# WHAT TO DO
Character for character, reproduce every entry below.
[SOURCE RECORDS Boundary: Start]
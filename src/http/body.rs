//! Indexed body parts
//!
//! A body streams through the pipeline as parts. Indices within one
//! response form a dense prefix of the naturals and exactly one part, the
//! one with the maximal index, carries `is_last`. The writer reassembles
//! parts into index order regardless of which worker produced them.

use std::fs::File;
use std::sync::Arc;

use bytes::Bytes;

/// What a body part carries.
pub enum BodyPayload {
    /// Bytes to send directly.
    Inline(Bytes),
    /// A file range to send with the zero-copy path.
    File {
        file: Arc<File>,
        offset: u64,
        len: u64,
    },
    /// A close marker: no bytes, tear the connection down after the parts
    /// before it have flushed.
    Close,
}

impl std::fmt::Debug for BodyPayload {
    fn fmt(&self, f: &mut std::fmt::Formatter<'_>) -> std::fmt::Result {
        match self {
            BodyPayload::Inline(data) => f.debug_tuple("Inline").field(&data.len()).finish(),
            BodyPayload::File { offset, len, .. } => f
                .debug_struct("File")
                .field("offset", offset)
                .field("len", len)
                .finish(),
            BodyPayload::Close => f.write_str("Close"),
        }
    }
}

/// An indexed fragment of a request or response body.
#[derive(Debug)]
pub struct BodyPart {
    pub index: u64,
    pub is_last: bool,
    pub payload: BodyPayload,
}

impl BodyPart {
    pub fn inline(index: u64, data: impl Into<Bytes>, is_last: bool) -> Self {
        Self {
            index,
            is_last,
            payload: BodyPayload::Inline(data.into()),
        }
    }

    pub fn file(index: u64, file: Arc<File>, offset: u64, len: u64, is_last: bool) -> Self {
        Self {
            index,
            is_last,
            payload: BodyPayload::File { file, offset, len },
        }
    }

    pub fn close(index: u64) -> Self {
        Self {
            index,
            is_last: true,
            payload: BodyPayload::Close,
        }
    }

    /// Payload size in bytes, used for watermark accounting.
    pub fn byte_len(&self) -> usize {
        match &self.payload {
            BodyPayload::Inline(data) => data.len(),
            BodyPayload::File { len, .. } => *len as usize,
            BodyPayload::Close => 0,
        }
    }

    /// The inline bytes, when this part carries any.
    pub fn data(&self) -> Option<&Bytes> {
        match &self.payload {
            BodyPayload::Inline(data) => Some(data),
            _ => None,
        }
    }
}

#[cfg(test)]
mod tests {
    use super::*;

    #[test]
    fn byte_len_by_payload() {
        assert_eq!(BodyPart::inline(0, &b"abc"[..], false).byte_len(), 3);
        assert_eq!(BodyPart::close(1).byte_len(), 0);
    }

    #[test]
    fn close_marker_is_last() {
        let part = BodyPart::close(4);
        assert!(part.is_last);
        assert!(part.data().is_none());
    }
}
[SOURCE RECORDS Boundary: End]
# REPLY
filename src/http/body.rs
//! Indexed body parts
//!
//! A body streams through the pipeline as parts. Indices within one
//! response form a dense prefix of the naturals and exactly one part, the
//! one with the maximal index, carries `is_last`. The writer reassembles
//! parts into index order regardless of which worker produced them.

use std::fs::File;
use std::sync::Arc;

use bytes::Bytes;

/// What a body part carries.
pub enum BodyPayload {
    /// Bytes to send directly.
    Inline(Bytes),
    /// A file range to send with the zero-copy path.
    File {
        file: Arc<File>,
        offset: u64,
        len: u64,
    },
    /// A close marker: no bytes, tear the connection down after the parts
    /// before it have flushed.
    Close,
}

impl std::fmt::Debug for BodyPayload {
    fn fmt(&self, f: &mut std::fmt::Formatter<'_>) -> std::fmt::Result {
        match self {
            BodyPayload::Inline(data) => f.debug_tuple("Inline").field(&data.len()).finish(),
            BodyPayload::File { offset, len, .. } => f
                .debug_struct("File")
                .field("offset", offset)
                .field("len", len)
                .finish(),
            BodyPayload::Close => f.write_str("Close"),
        }
    }
}

/// An indexed fragment of a request or response body.
#[derive(Debug)]
pub struct BodyPart {
    pub index: u64,
    pub is_last: bool,
    pub payload: BodyPayload,
}

impl BodyPart {
    pub fn inline(index: u64, data: impl Into<Bytes>, is_last: bool) -> Self {
        Self {
            index,
            is_last,
            payload: BodyPayload::Inline(data.into()),
        }
    }

    pub fn file(index: u64, file: Arc<File>, offset: u64, len: u64, is_last: bool) -> Self {
        Self {
            index,
            is_last,
            payload: BodyPayload::File { file, offset, len },
        }
    }

    pub fn close(index: u64) -> Self {
        Self {
            index,
            is_last: true,
            payload: BodyPayload::Close,
        }
    }

    /// Payload size in bytes, used for watermark accounting.
    pub fn byte_len(&self) -> usize {
        match &self.payload {
            BodyPayload::Inline(data) => data.len(),
            BodyPayload::File { len, .. } => *len as usize,
            BodyPayload::Close => 0,
        }
    }

    /// The inline bytes, when this part carries any.
    pub fn data(&self) -> Option<&Bytes> {
        match &self.payload {
            BodyPayload::Inline(data) => Some(data),
            _ => None,
        }
    }
}

#[cfg(test)]
mod tests {
    use super::*;

    #[test]
    fn byte_len_by_payload() {
        assert_eq!(BodyPart::inline(0, &b"abc"[..], false).byte_len(), 3);
        assert_eq!(BodyPart::close(1).byte_len(), 0);
    }

    #[test]
    fn close_marker_is_last() {
        let part = BodyPart::close(4);
        assert!(part.is_last);
        assert!(part.data().is_none());
    }
}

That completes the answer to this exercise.